Dans Le théâtre des métamorphoses, Jean Ricardou utilise des astérisques et non des numéros pour le renvoi des notes, ce qui rend la lecture du mixte d'autant plus incommode qu'il y a une indistinction entre le texte principal et le texte secondaire. Ainsi, et pour ne s'en tenir qu'aux pages 98 et 99, le mot ‘«’ ‘postface’» (en page 98) est précédé d'un astérisque et le mot ‘«’ ‘postface’» (en la page 99) est lui aussi précédé d'un astérisque. Dans quel sens doit s'effectuer la lecture ? A l'évidence, le déplacement perpétuel dans un mouvement de va-et-vient entre le texte en italiques -sur les pages de droite- et le texte en gras -sur les pages de gauche- est une conséquence du dispositif diluant les frontières entre le texte fictionnel et le texte théorique : le «mixte» proposé par Jean Ricardou vise bien à déboussoler le lecteur, afin d'opérer en lui une véritable conversion.
Le Songe de Kepler présente le même renversement des proportions entre la fiction proposée (10 pages) et les notes (100 pages), ce qui, dans la perspective de Kepler, correspond à un renversement de statut : la fiction devenant un exemple subordonné à la thèse développée dans la note.
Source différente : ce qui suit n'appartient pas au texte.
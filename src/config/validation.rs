//! Configuration validation.
//!
//! # Responsibilities
//! - Semantic validation (serde handles syntactic)
//! - Validate value ranges (timeouts > 0, addresses parse)
//! - Check the location defaults are a subset of the allow-list
//!
//! # Design Decisions
//! - Returns all validation errors, not just first
//! - Validation is pure function: ProxyConfig → Result<(), Vec<ValidationError>>
//! - Runs before config is accepted into the system

use std::net::SocketAddr;

use thiserror::Error;
use url::Url;

use crate::config::schema::ProxyConfig;

/// A single semantic problem with a configuration.
#[derive(Debug, Clone, PartialEq, Eq, Error)]
pub enum ValidationError {
    #[error("{field}: invalid socket address '{value}'")]
    InvalidAddress { field: &'static str, value: String },

    #[error("upstream.base_url: {0}")]
    InvalidBaseUrl(String),

    #[error("{0} must not be empty")]
    Empty(&'static str),

    #[error("{field}: location id '{value}' is not numeric")]
    NonNumericLocation { field: &'static str, value: String },

    #[error("policy.default_location_ids: '{0}' is not in allowed_location_ids")]
    DefaultLocationNotAllowed(String),

    #[error("{0} must be greater than zero")]
    Zero(&'static str),

    #[error("timeouts.request_secs ({request_secs}) must exceed the upstream connect + request timeouts ({upstream_secs})")]
    InboundTimeoutTooShort { request_secs: u64, upstream_secs: u64 },
}

/// Validate a parsed configuration, collecting every problem found.
pub fn validate_config(config: &ProxyConfig) -> Result<(), Vec<ValidationError>> {
    let mut errors = Vec::new();

    if config.listener.bind_address.parse::<SocketAddr>().is_err() {
        errors.push(ValidationError::InvalidAddress {
            field: "listener.bind_address",
            value: config.listener.bind_address.clone(),
        });
    }

    match Url::parse(&config.upstream.base_url) {
        Ok(url) if matches!(url.scheme(), "http" | "https") => {}
        Ok(url) => errors.push(ValidationError::InvalidBaseUrl(format!(
            "unsupported scheme '{}'",
            url.scheme()
        ))),
        Err(e) => errors.push(ValidationError::InvalidBaseUrl(e.to_string())),
    }

    if config.upstream.token_env.trim().is_empty() {
        errors.push(ValidationError::Empty("upstream.token_env"));
    }
    if config.upstream.connect_timeout_secs == 0 {
        errors.push(ValidationError::Zero("upstream.connect_timeout_secs"));
    }
    if config.upstream.request_timeout_secs == 0 {
        errors.push(ValidationError::Zero("upstream.request_timeout_secs"));
    }
    if config.upstream.max_body_bytes == 0 {
        errors.push(ValidationError::Zero("upstream.max_body_bytes"));
    }
    if config.timeouts.request_secs == 0 {
        errors.push(ValidationError::Zero("timeouts.request_secs"));
    } else {
        // Inbound deadline must outlast the whole upstream call.
        let upstream_secs = config
            .upstream
            .connect_timeout_secs
            .saturating_add(config.upstream.request_timeout_secs);
        if config.timeouts.request_secs <= upstream_secs {
            errors.push(ValidationError::InboundTimeoutTooShort {
                request_secs: config.timeouts.request_secs,
                upstream_secs,
            });
        }
    }

    let policy = &config.policy;
    if policy.allowed_endpoints.is_empty() {
        errors.push(ValidationError::Empty("policy.allowed_endpoints"));
    }
    if policy.allowed_location_ids.is_empty() {
        errors.push(ValidationError::Empty("policy.allowed_location_ids"));
    }
    for id in &policy.allowed_location_ids {
        if !is_numeric(id) {
            errors.push(ValidationError::NonNumericLocation {
                field: "policy.allowed_location_ids",
                value: id.clone(),
            });
        }
    }
    for id in &policy.default_location_ids {
        if !is_numeric(id) {
            errors.push(ValidationError::NonNumericLocation {
                field: "policy.default_location_ids",
                value: id.clone(),
            });
        } else if !policy.allowed_location_ids.contains(id) {
            errors.push(ValidationError::DefaultLocationNotAllowed(id.clone()));
        }
    }
    if policy.default_limit == Some(0) {
        errors.push(ValidationError::Zero("policy.default_limit"));
    }

    if config.observability.metrics_enabled
        && config.observability.metrics_address.parse::<SocketAddr>().is_err()
    {
        errors.push(ValidationError::InvalidAddress {
            field: "observability.metrics_address",
            value: config.observability.metrics_address.clone(),
        });
    }

    if errors.is_empty() {
        Ok(())
    } else {
        Err(errors)
    }
}

fn is_numeric(value: &str) -> bool {
    !value.is_empty() && value.bytes().all(|b| b.is_ascii_digit())
}
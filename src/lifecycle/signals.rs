//! OS signal handling.
//!
//! SIGINT (Ctrl+C) and, on Unix, SIGTERM both request a graceful shutdown.

/// Resolve when the process is asked to stop.
pub async fn wait_for_signal() {
    let ctrl_c = async {
        if let Err(e) = tokio::signal::ctrl_c().await {
            tracing::error!(error = %e, "Failed to listen for Ctrl+C");
            std::future::pending::<()>().await;
        }
    };

    #[cfg(unix)]
    let terminate = async {
        match tokio::signal::unix::signal(tokio::signal::unix::SignalKind::terminate()) {
            Ok(mut signal) => {
                signal.recv().await;
            }
            Err(e) => {
                tracing::error!(error = %e, "Failed to listen for SIGTERM");
                std::future::pending::<()>().await;
            }
        }
    };

    #[cfg(not(unix))]
    let terminate = std::future::pending::<()>();

    tokio::select! {
        _ = ctrl_c => tracing::info!("SIGINT received"),
        _ = terminate => tracing::info!("SIGTERM received"),
    }
}
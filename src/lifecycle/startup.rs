//! Startup orchestration.
//!
//! # Responsibilities
//! - Load and validate configuration (file optional, CLI overrides last)
//! - Read the API token once from the environment
//!
//! # Design Decisions
//! - Fail fast: an invalid config is fatal
//! - A missing token is not fatal; the server reports it per request

use std::path::Path;

use crate::config::validation::validate_config;
use crate::config::{load_config, ApiToken, ConfigError, ProxyConfig};

/// Everything `main` needs before binding the listener.
#[derive(Debug)]
pub struct Startup {
    pub config: ProxyConfig,
    pub token: Option<ApiToken>,
}

impl Startup {
    /// Resolve configuration and the API token.
    pub fn load(config_path: Option<&Path>, bind_override: Option<String>) -> Result<Self, ConfigError> {
        let config = resolve_config(config_path, bind_override)?;
        let token = ApiToken::from_env(&config.upstream.token_env);
        Ok(Self { config, token })
    }
}

fn resolve_config(config_path: Option<&Path>, bind_override: Option<String>) -> Result<ProxyConfig, ConfigError> {
    let mut config = match config_path {
        Some(path) => load_config(path)?,
        None => ProxyConfig::default(),
    };

    if let Some(bind) = bind_override {
        config.listener.bind_address = bind;
        validate_config(&config).map_err(ConfigError::Validation)?;
    }

    Ok(config)
}

#[cfg(test)]
mod tests {
    use super::*;

    #[test]
    fn test_defaults_without_file() {
        let config = resolve_config(None, None).unwrap();
        assert_eq!(config.listener.bind_address, "0.0.0.0:8080");
    }

    #[test]
    fn test_bind_override() {
        let config = resolve_config(None, Some("127.0.0.1:3000".into())).unwrap();
        assert_eq!(config.listener.bind_address, "127.0.0.1:3000");
    }

    #[test]
    fn test_invalid_bind_override() {
        let err = resolve_config(None, Some("localhost".into())).unwrap_err();
        assert!(matches!(err, ConfigError::Validation(_)));
    }

    #[test]
    fn test_config_file() {
        let path = std::env::temp_dir().join("launch_proxy_startup_test.toml");
        std::fs::write(&path, "[listener]\nbind_address = \"127.0.0.1:4000\"\n").unwrap();

        let config = resolve_config(Some(&path), None).unwrap();
        assert_eq!(config.listener.bind_address, "127.0.0.1:4000");

        std::fs::remove_file(&path).unwrap_or_default();
    }
}
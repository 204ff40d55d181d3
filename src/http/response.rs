//! Response headers common to every route.
//!
//! # Responsibilities
//! - Allow any origin to read responses (the proxy is called from browsers)
//! - Expose the forwarded rate-limit headers to browser scripts
//!
//! # Design Decisions
//! - Applied as outer layers so timeouts and 404s carry them too
//! - Per-response headers (Cache-Control, rate limits) are set by the
//!   launches handler, not here

use axum::http::header::{
    HeaderValue, ACCESS_CONTROL_ALLOW_ORIGIN, ACCESS_CONTROL_EXPOSE_HEADERS,
};
use tower_http::set_header::SetResponseHeaderLayer;

const EXPOSED_HEADERS: &str = "X-RateLimit-Remaining, X-RateLimit-Reset, Retry-After, X-Request-Id";

pub fn cors_origin_layer() -> SetResponseHeaderLayer<HeaderValue> {
    SetResponseHeaderLayer::overriding(ACCESS_CONTROL_ALLOW_ORIGIN, HeaderValue::from_static("*"))
}

pub fn cors_expose_headers_layer() -> SetResponseHeaderLayer<HeaderValue> {
    SetResponseHeaderLayer::overriding(
        ACCESS_CONTROL_EXPOSE_HEADERS,
        HeaderValue::from_static(EXPOSED_HEADERS),
    )
}
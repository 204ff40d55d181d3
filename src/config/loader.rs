//! Configuration loading from disk.

use std::fs;
use std::path::Path;

use thiserror::Error;

use crate::config::schema::ProxyConfig;
use crate::config::validation::{validate_config, ValidationError};

/// Error type for configuration loading.
#[derive(Debug, Error)]
pub enum ConfigError {
    #[error("IO error: {0}")]
    Io(#[from] std::io::Error),

    #[error("Parse error: {0}")]
    Parse(#[from] toml::de::Error),

    #[error("Validation failed: {}", join_errors(.0))]
    Validation(Vec<ValidationError>),
}

fn join_errors(errors: &[ValidationError]) -> String {
    errors
        .iter()
        .map(ToString::to_string)
        .collect::<Vec<_>>()
        .join(", ")
}

/// Load and validate configuration from a TOML file.
pub fn load_config(path: &Path) -> Result<ProxyConfig, ConfigError> {
    let content = fs::read_to_string(path)?;
    parse_config(&content)
}

/// Parse and validate configuration from TOML text.
pub fn parse_config(content: &str) -> Result<ProxyConfig, ConfigError> {
    let config: ProxyConfig = toml::from_str(content)?;
    validate_config(&config).map_err(ConfigError::Validation)?;
    Ok(config)
}
//! HTTP protocol handling subsystem.
//!
//! # Data Flow
//! ```text
//! TCP connection
//!     → server.rs (Axum setup, middleware)
//!     → request.rs (request ID)
//!     → launches handler / health handler
//!     → response.rs (CORS headers)
//!     → Send to client
//! ```

pub mod health;
pub mod request;
pub mod response;
pub mod server;

pub use request::X_REQUEST_ID;
pub use server::{AppState, HttpServer};
//! The launches request pipeline.
//!
//! ```text
//! method check → token check → LaunchQuery::parse → build URL
//!     → LaunchApiClient::fetch → translate status → shape body
//! ```

use axum::http::header::{HeaderValue, CACHE_CONTROL};
use axum::http::{Method, StatusCode};
use axum::response::{IntoResponse, Response};
use axum::Json;
use chrono::Utc;
use serde_json::Value;

use crate::config::{ApiToken, PolicyConfig, ProxyConfig, ResponseShape};
use crate::launches::endpoint::LaunchEndpoint;
use crate::launches::error::LaunchError;
use crate::launches::projection::{self, LaunchPage};
use crate::launches::query::LaunchQuery;
use crate::launches::rate_limit::RateLimitHeaders;
use crate::launches::upstream::{BuildError, LaunchApiClient, UpstreamResponse};
use crate::observability::metrics;

/// Successful body, either reduced or exactly as received.
#[derive(Debug)]
pub enum LaunchBody {
    Projected(LaunchPage),
    Raw(Value),
}

/// A complete successful response.
#[derive(Debug)]
pub struct LaunchesResponse {
    pub endpoint: LaunchEndpoint,
    pub body: LaunchBody,
    pub rate_limit: RateLimitHeaders,
    cache_control: HeaderValue,
}

impl IntoResponse for LaunchesResponse {
    fn into_response(self) -> Response {
        let mut response = match self.body {
            LaunchBody::Projected(page) => (StatusCode::OK, Json(page)).into_response(),
            LaunchBody::Raw(value) => (StatusCode::OK, Json(value)).into_response(),
        };
        let headers = response.headers_mut();
        headers.insert(CACHE_CONTROL, self.cache_control);
        self.rate_limit.apply(headers);
        response
    }
}

/// Validates launches requests and forwards them to the launch API.
///
/// The upstream client only exists when an API token was configured; without
/// it every GET fails with [`LaunchError::Misconfigured`].
#[derive(Debug)]
pub struct LaunchProxy {
    policy: PolicyConfig,
    cache_control: HeaderValue,
    upstream: Option<LaunchApiClient>,
}

impl LaunchProxy {
    pub fn new(config: &ProxyConfig, token: Option<&ApiToken>) -> Result<Self, BuildError> {
        let directive = config.cache.header_value();
        let cache_control =
            HeaderValue::from_str(&directive).map_err(|_| BuildError::CacheControl(directive.clone()))?;

        let upstream = token
            .map(|token| LaunchApiClient::new(&config.upstream, token))
            .transpose()?;

        Ok(Self {
            policy: config.policy.clone(),
            cache_control,
            upstream,
        })
    }

    pub fn is_configured(&self) -> bool {
        self.upstream.is_some()
    }

    pub async fn handle(&self, method: &Method, raw_query: Option<&str>) -> Result<LaunchesResponse, LaunchError> {
        if *method != Method::GET {
            return Err(LaunchError::MethodNotAllowed(method.clone()));
        }
        let upstream = self.upstream.as_ref().ok_or(LaunchError::Misconfigured)?;

        let query = LaunchQuery::parse(raw_query, &self.policy)?;
        let params = query.upstream_params(&self.policy, Utc::now());
        let url = upstream.build_url(query.endpoint, &params);

        tracing::info!(url = %url, endpoint = %query.endpoint, "Fetching from launch API");

        let response = upstream.fetch(url).await?;
        metrics::record_upstream(response.status.as_u16());

        self.translate(query.endpoint, response)
    }

    fn translate(&self, endpoint: LaunchEndpoint, response: UpstreamResponse) -> Result<LaunchesResponse, LaunchError> {
        let UpstreamResponse {
            status,
            rate_limit,
            body,
        } = response;

        if status == StatusCode::TOO_MANY_REQUESTS {
            return Err(LaunchError::RateLimited { rate_limit });
        }
        if !status.is_success() {
            return Err(LaunchError::Upstream { status, rate_limit });
        }

        let body = match self.policy.response_shape {
            ResponseShape::Projected => {
                LaunchBody::Projected(projection::project(&body).map_err(LaunchError::Decode)?)
            }
            ResponseShape::Raw => LaunchBody::Raw(serde_json::from_slice(&body).map_err(LaunchError::Decode)?),
        };

        Ok(LaunchesResponse {
            endpoint,
            body,
            rate_limit,
            cache_control: self.cache_control.clone(),
        })
    }
}

#[cfg(test)]
mod tests {
    use super::*;
    use axum::body::Bytes;
    use axum::http::header::RETRY_AFTER;

    fn proxy(shape: ResponseShape) -> LaunchProxy {
        let mut config = ProxyConfig::default();
        config.policy.response_shape = shape;
        config.upstream.system_proxy = false;
        LaunchProxy::new(&config, ApiToken::new("secret").as_ref()).unwrap()
    }

    fn upstream(status: StatusCode, body: &'static str) -> UpstreamResponse {
        UpstreamResponse {
            status,
            rate_limit: RateLimitHeaders::default(),
            body: Bytes::from_static(body.as_bytes()),
        }
    }

    #[tokio::test]
    async fn test_method_checked_before_configuration() {
        let proxy = LaunchProxy::new(&ProxyConfig::default(), None).unwrap();
        assert!(!proxy.is_configured());

        let err = proxy.handle(&Method::DELETE, Some("endpoint=launch/upcoming")).await.unwrap_err();
        assert!(matches!(err, LaunchError::MethodNotAllowed(_)));

        let err = proxy.handle(&Method::GET, Some("endpoint=nope")).await.unwrap_err();
        assert!(matches!(err, LaunchError::Misconfigured));
    }

    #[test]
    fn test_translate_rate_limited() {
        let mut response = upstream(StatusCode::TOO_MANY_REQUESTS, "slow down");
        response.rate_limit.retry_after = Some(HeaderValue::from_static("30"));

        let err = proxy(ResponseShape::Projected)
            .translate(LaunchEndpoint::Upcoming, response)
            .unwrap_err();
        let response = err.into_response();
        assert_eq!(response.status(), StatusCode::TOO_MANY_REQUESTS);
        assert_eq!(response.headers()[RETRY_AFTER], "30");
    }

    #[test]
    fn test_translate_upstream_error() {
        let err = proxy(ResponseShape::Projected)
            .translate(LaunchEndpoint::Upcoming, upstream(StatusCode::NOT_FOUND, "{}"))
            .unwrap_err();
        assert_eq!(err.status(), StatusCode::NOT_FOUND);
    }

    #[test]
    fn test_translate_raw_keeps_payload() {
        let ok = proxy(ResponseShape::Raw)
            .translate(
                LaunchEndpoint::Previous,
                upstream(StatusCode::OK, r#"{"count":1,"next":null,"results":[{"id":"a","slug":"s"}]}"#),
            )
            .unwrap();
        match ok.body {
            LaunchBody::Raw(value) => {
                assert_eq!(value["next"], Value::Null);
                assert_eq!(value["results"][0]["slug"], "s");
            }
            other => panic!("unexpected body: {other:?}"),
        }
    }

    #[test]
    fn test_translate_success_sets_cache_control() {
        let ok = proxy(ResponseShape::Projected)
            .translate(LaunchEndpoint::Upcoming, upstream(StatusCode::OK, r#"{"count":0,"results":[]}"#))
            .unwrap();
        let response = ok.into_response();
        assert_eq!(response.status(), StatusCode::OK);
        assert_eq!(response.headers()[CACHE_CONTROL], "s-maxage=300, stale-while-revalidate=60");
    }

    #[test]
    fn test_translate_invalid_json() {
        let err = proxy(ResponseShape::Projected)
            .translate(LaunchEndpoint::Upcoming, upstream(StatusCode::OK, "<html>"))
            .unwrap_err();
        assert_eq!(err.status(), StatusCode::BAD_GATEWAY);
    }
}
L'aspect matériel du texte correspond à une pratique d'écriture. En effet, le lien entre la fiction et les notes se fait à l'inverse des pratiques du discours scientifique car la conclusion (l'univers observé) est donné avant les règles de formation qui ont présidé à l'élaboration de la fiction. Kepler semble défendre la thèse selon laquelle l'observation est insuffisante si elle n'est organisée par une spéculation scientifique, supérieure au constat. Par ailleurs, la continuité de la fiction est rompue par le renvoi aux notes : l'ensemble de la fiction et des notes ne constitue qu'un seul texte et le lecteur doit sans cesse se déplacer - de la terre à la lune, de la fiction aux notes - car l'univers ne peut être perçu d'un seul point de vue à moins de se situer à la place du soleil - d'où l'on peut voir et la terre et la lune- c'est-à-dire se situer dans une perspective héliocentrique de l'univers et non plus une perspective géocentrique. Le partage fictif entre la fiction et les notes -auquel correspond un passage fictif entre le discours allégorique et le discours scientifique- crée un espace textuel subsumant les oppositions et permettant de formuler des vérités scientifiques qui ne peuvent être entendues dans les discours de l'époque. La structure textuelle correspond donc à une reconfiguration mentale.